_What the exercise asks_
Using the material below, copy every line where "Equal" appears.

Data shown START

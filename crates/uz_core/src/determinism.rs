//! Determinism utilities: stable ring ordering.
//!
//! This module is **I/O-free**. It provides:
//! - A total order on `f64` (NaN sorts last, via `total_cmp`)
//! - Canonical ring ordering (ascending threshold, ties keep configuration order)

use core::cmp::Ordering;

use crate::policy::Ring;

/// Total order on floats (IEEE 754 `totalOrder`).
#[inline]
pub fn cmp_f64_total(a: f64, b: f64) -> Ordering {
    a.total_cmp(&b)
}

/* -------------------------------------------------------------------------- */
/*                              Ring ordering                                  */
/* -------------------------------------------------------------------------- */

/// Indices of `rings` ordered by ascending `distance_ft`. Equal thresholds keep
/// their configuration order, so the earlier ring wins a shared boundary.
pub fn ring_order(rings: &[Ring]) -> Vec<usize> {
    let mut idx: Vec<usize> = (0..rings.len()).collect();
    idx.sort_by(|&a, &b| {
        match cmp_f64_total(rings[a].distance_ft, rings[b].distance_ft) {
            Ordering::Equal => a.cmp(&b),
            o => o,
        }
    });
    idx
}

/* ---------------------------------- Tests --------------------------------- */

Data shown END

_Exercise result_
/// Indices of `rings` ordered by ascending `distance_ft`. Equal thresholds keep
            Ordering::Equal => a.cmp(&b),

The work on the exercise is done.